10) What to Measure (And What Not To)
Forget: Perfection. Calorie math. Macro percentages.
Track how you feel:
AM energy level
Afternoon slump (yes/no)
Digestion (comfortable?)
Mood and focus
Sleep quality
If a meal leaves you clear-minded and steady—keep it. If not, edit the fat/sugar/portion or add more fiber/greens/acid.
Your body is the best data source you'll ever have.
11) Troubleshooting Real Life
Budget constraints?
Buy family packs; freeze portions
Choose "value cuts" (thighs instead of breasts, chuck instead of ribeye)
Seasonal produce is cheaper AND better
Batch cooking stretches expensive ingredients
Picky eaters?
Micro tastes (one bite, no pressure)
One safe food per meal
8–15 exposures before expecting acceptance
Let them help cook
Travel?
Wild-caught smoked salmon + fancy crackers
Nuts, fruit, clean-ingredient jerky
Hotel-room salads with rotisserie chicken
Pack a camping knife for those impossible packages
Burnout?
Swap to "assembly dinners" 3 nights per week (taco bar, bowl bar, soup bar)

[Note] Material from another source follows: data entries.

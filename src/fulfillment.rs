use crate::cache::SharedCache;
use crate::mockup::{MockupSource, placement_for_variant};
use crate::money::from_cents;
use crate::notify::{OrderNotifier, OrderSummary};
use crate::payments::{PaymentsClient, PaymentsError, SessionDetails};
use crate::printful::orders::{
    self, OrderFile, OrderItem, OrderRecipient, OrderRequest, SubmittedOrder,
};
use crate::upscale::{self, UpscaleProvider};
use async_trait::async_trait;
use serde::{Deserialize, Serialize};
use std::sync::Arc;
use thiserror::Error;
use tracing::{error, info, warn};

const IDEMPOTENCY_TTL_SECS: u64 = 86_400;

#[derive(Debug, Error)]
#[error("{stage}: {message}")]
pub struct FulfillmentError {
    pub stage: &'static str,
    pub message: String,
}

impl FulfillmentError {
    fn new(stage: &'static str, message: impl Into<String>) -> Self {
        Self {
            stage,
            message: message.into(),
        }
    }
}

#[derive(Debug, Clone, Serialize, Deserialize)]
pub struct OrderTotals {
    pub subtotal: f64,
    pub shipping: f64,
    pub tax: f64,
    pub total: f64,
}

#[derive(Debug, Clone, Serialize, Deserialize)]
pub struct NotificationOutcome {
    pub buyer_sent: bool,
    pub operator_sent: bool,
}

/// What one paid session turned into. Cached per session so replayed
/// completion calls return the original outcome instead of re-ordering.
#[derive(Debug, Clone, Serialize, Deserialize)]
pub struct CompletionReport {
    pub order_id: i64,
    pub totals: OrderTotals,
    pub notifications: NotificationOutcome,
    pub upscaled: bool,
}

#[async_trait]
pub trait SessionSource: Send + Sync {
    async fn resolve_session(&self, session_id: &str) -> Result<SessionDetails, String>;
}

#[async_trait]
impl SessionSource for PaymentsClient {
    async fn resolve_session(&self, session_id: &str) -> Result<SessionDetails, String> {
        self.retrieve_session(session_id)
            .await
            .map_err(|err: PaymentsError| err.to_string())
    }
}

#[async_trait]
pub trait OrderSubmitter: Send + Sync {
    async fn submit_order(&self, request: &OrderRequest) -> Result<SubmittedOrder, String>;
}

pub struct PrintfulOrderSubmitter;

#[async_trait]
impl OrderSubmitter for PrintfulOrderSubmitter {
    async fn submit_order(&self, request: &OrderRequest) -> Result<SubmittedOrder, String> {
        orders::create_order(request)
            .await
            .map_err(|err| err.to_string())
    }
}

/// Post-payment pipeline: resolve the paid session, work out the printfile
/// placement, upscale the art, place the production order, then report
/// totals and send the confirmation emails.
pub struct FulfillmentSequencer {
    sessions: Arc<dyn SessionSource>,
    mockups: Arc<dyn MockupSource>,
    upscaler: Arc<dyn UpscaleProvider>,
    orders: Arc<dyn OrderSubmitter>,
    notifier: Arc<dyn OrderNotifier>,
    cache: SharedCache,
}

impl FulfillmentSequencer {
    pub fn new(
        sessions: Arc<dyn SessionSource>,
        mockups: Arc<dyn MockupSource>,
        upscaler: Arc<dyn UpscaleProvider>,
        orders: Arc<dyn OrderSubmitter>,
        notifier: Arc<dyn OrderNotifier>,
        cache: SharedCache,
    ) -> Self {
        Self {
            sessions,
            mockups,
            upscaler,
            orders,
            notifier,
            cache,
        }
    }

    pub async fn complete(&self, session_id: &str) -> Result<CompletionReport, FulfillmentError> {
        let idempotency_key = format!("fulfillment:{session_id}");
        if let Some(report) = self.cache.get::<CompletionReport>(&idempotency_key).await {
            info!(
                target = "printmuse.fulfillment",
                session_id, order_id = report.order_id,
                "returning previously completed fulfillment"
            );
            return Ok(report);
        }

        let session = self
            .sessions
            .resolve_session(session_id)
            .await
            .map_err(|message| FulfillmentError::new("resolve", message))?;
        if session.payment_status.as_deref() != Some("paid") {
            return Err(FulfillmentError::new(
                "resolve",
                format!(
                    "session is not paid (status: {})",
                    session.payment_status.as_deref().unwrap_or("unknown")
                ),
            ));
        }

        let product_id = metadata_i64(&session, "productId")?;
        let variant_id = metadata_i64(&session, "variantId")?;
        let image_url = metadata_str(&session, "originalImageUrl")?;

        let descriptor = self
            .mockups
            .printfiles(product_id)
            .await
            .map_err(|message| FulfillmentError::new("printfiles", message))?;
        let (placement, _position) = placement_for_variant(&descriptor, variant_id)
            .map_err(|err| FulfillmentError::new("printfiles", err.to_string()))?;

        let (print_url, upscaled) = upscale::best_effort(self.upscaler.as_ref(), &image_url).await;

        let recipient = recipient_from_session(&session)?;
        let request = OrderRequest {
            recipient,
            items: vec![OrderItem {
                variant_id,
                quantity: 1,
                files: vec![OrderFile {
                    url: print_url,
                    file_type: "default".into(),
                    placement,
                }],
            }],
        };
        let order = match self.orders.submit_order(&request).await {
            Ok(order) => order,
            Err(message) => {
                error!(
                    target = "printmuse.fulfillment",
                    session_id, error = %message,
                    "production order submission failed for a paid session"
                );
                return Err(FulfillmentError::new("order", message));
            }
        };
        info!(
            target = "printmuse.fulfillment",
            session_id, order_id = order.id, "production order submitted"
        );

        let totals = totals_from_session(&session);
        let summary = summary_for(&session, &order, &totals);

        let buyer_sent = match self.notifier.notify_buyer(&summary).await {
            Ok(()) => true,
            Err(err) => {
                warn!(
                    target = "printmuse.fulfillment",
                    session_id, error = %err, "buyer confirmation email failed"
                );
                false
            }
        };
        let operator_sent = match self.notifier.notify_operator(&summary).await {
            Ok(()) => true,
            Err(err) => {
                warn!(
                    target = "printmuse.fulfillment",
                    session_id, error = %err, "operator notification email failed"
                );
                false
            }
        };

        let report = CompletionReport {
            order_id: order.id,
            totals,
            notifications: NotificationOutcome {
                buyer_sent,
                operator_sent,
            },
            upscaled,
        };
        self.cache
            .set(&idempotency_key, &report, IDEMPOTENCY_TTL_SECS)
            .await;
        Ok(report)
    }
}

fn metadata_str(session: &SessionDetails, key: &str) -> Result<String, FulfillmentError> {
    session
        .metadata
        .get(key)
        .filter(|value| !value.is_empty())
        .cloned()
        .ok_or_else(|| FulfillmentError::new("resolve", format!("session metadata missing {key}")))
}

fn metadata_i64(session: &SessionDetails, key: &str) -> Result<i64, FulfillmentError> {
    metadata_str(session, key)?.parse::<i64>().map_err(|_| {
        FulfillmentError::new("resolve", format!("session metadata {key} is not a number"))
    })
}

/// Amounts shown to the buyer come straight off the session the provider
/// settled, never recomputed from the catalog.
fn totals_from_session(session: &SessionDetails) -> OrderTotals {
    let shipping = session
        .metadata
        .get("shippingCost")
        .and_then(|value| value.parse::<f64>().ok())
        .unwrap_or(0.0);
    OrderTotals {
        subtotal: from_cents(session.amount_subtotal.unwrap_or(0)),
        shipping,
        tax: from_cents(
            session
                .total_details
                .as_ref()
                .map(|details| details.amount_tax)
                .unwrap_or(0),
        ),
        total: from_cents(session.amount_total.unwrap_or(0)),
    }
}

fn recipient_from_session(session: &SessionDetails) -> Result<OrderRecipient, FulfillmentError> {
    let shipping = session
        .shipping_details
        .as_ref()
        .ok_or_else(|| FulfillmentError::new("recipient", "session has no shipping details"))?;
    let address = shipping
        .address
        .as_ref()
        .ok_or_else(|| FulfillmentError::new("recipient", "session has no shipping address"))?;

    let name = shipping
        .name
        .clone()
        .or_else(|| {
            session
                .customer_details
                .as_ref()
                .and_then(|details| details.name.clone())
        })
        .ok_or_else(|| FulfillmentError::new("recipient", "shipping name missing"))?;

    let required = |field: &Option<String>, label: &'static str| {
        field
            .clone()
            .filter(|value| !value.is_empty())
            .ok_or_else(|| FulfillmentError::new("recipient", format!("shipping {label} missing")))
    };

    Ok(OrderRecipient {
        name,
        address1: required(&address.line1, "address line")?,
        address2: address.line2.clone(),
        city: required(&address.city, "city")?,
        state_code: address.state.clone(),
        country_code: required(&address.country, "country")?,
        zip: required(&address.postal_code, "postal code")?,
        email: session
            .customer_details
            .as_ref()
            .and_then(|details| details.email.clone()),
    })
}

You're building a lifestyle, not sitting an exam
One good meal per day is better than zero
12) Sample Week (Swap Freely)
Monday: Bone broth ramen bowls (zoodles/cauli rice, soft egg, vegetables)
Tuesday: Fish tacos + fermented cabbage + avocado crema
Wednesday: Air-fried chicken thighs + green beans + lemony cauli rice
Thursday: Smash burgers (lettuce wraps) + tomato-strawberry salad
Friday: Seasonal soup + crunchy vegetable tray
Saturday: Spaghetti-squash boats + Mom's meat sauce
Sunday: Breakfast-for-dinner (mushroom bowls or banana pancakes)

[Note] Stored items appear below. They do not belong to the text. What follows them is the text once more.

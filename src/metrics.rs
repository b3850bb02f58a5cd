use tracing::trace;

// Lightweight metrics helpers; the Prometheus recorder picks these up from
// the trace layer without pulling metrics macros into every module.

pub fn inc_requests(route: &'static str) {
    trace!(
        target = "printmuse.metrics",
        route = route,
        "requests_total_inc"
    );
}

pub fn provider_call(provider: &'static str, elapsed_ms: u128) {
    trace!(
        target = "printmuse.metrics",
        provider = provider,
        elapsed_ms = elapsed_ms as u64,
        "provider_call_elapsed"
    );
}

pub fn poll_attempts(kind: &'static str, attempts: u32) {
    trace!(
        target = "printmuse.metrics",
        kind = kind,
        attempts = attempts,
        "poll_attempts_total"
    );
}
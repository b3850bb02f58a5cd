pub fn round_two(value: f64) -> f64 {
    (value * 100.0).round() / 100.0
}

/// Currency amount in dollars to integer cents for the payment provider.
pub fn to_cents(amount: f64) -> i64 {
    (amount * 100.0).round() as i64
}

pub fn from_cents(cents: i64) -> f64 {
    round_two(cents as f64 / 100.0)
}

#[cfg(test)]
mod tests {
    use super::*;

    #[test]
    fn round_two_halves_up() {
        assert_eq!(round_two(12.955), 12.96);
        assert_eq!(round_two(4.004), 4.0);
    }

    #[test]
    fn cents_round_trip() {
        assert_eq!(to_cents(12.95), 1295);
        assert_eq!(to_cents(5.0), 500);
        assert_eq!(from_cents(1295), 12.95);
    }
}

Dessert batch 1×/month: Power Cookies (freeze half)
Kitchen mantra: If there's time to lean, there's time to clean. She who cooks gets a break from the dishes. Give everyone a job.
The Dance of Mastery
Like learning a dance, making any recipe gets easier with practice. Do it enough times and the effort goes way down—you'll barely have to think about it.
Think of this as singing a song, catching a tune sung for countless generations of your ancestors, keeping the fire alive in your bloodstream and your children's. You just get to add your own lyrics.
You don't need to master all twelve at once. You don't need to be perfect. You just need to begin, with whichever recipe calls to you, in whatever way fits your life right now.
Remember: it takes a child seven times to like a new food. Give yourself some patience to catch up to your own transformation.
The Investment in Real
Maybe it feels expensive to swap to better ingredients. But this is real food. In France, people spend 20% of their budget on food. Maybe food should not be the cheapest thing we buy. It is literally foundational—the raw materials from which your body builds itself every single day.
And remember: fake Frankenstein food costs us way more in health bills, disease management, and expensive workout classes trying to compensate for poor nutrition. Still take the classes if you like them, but don't depend on them alone to make you feel good. The food comes first. The working out is for your mental health and the joy of movement.
My muffin top melted away when I chose real food, even when I stopped working out for a time due to scheduling constraints. I ended up picking up the workout habit again, but not to wear down my body parts trying to burn off bad food—but because moving a well-nourished body feels so damn good.
Bottom line: Systems beat willpower every time. Master your twelve. Build your rhythms. Trust your body. The transformation you're looking for is waiting in the daily practice of these simple, nourishing patterns.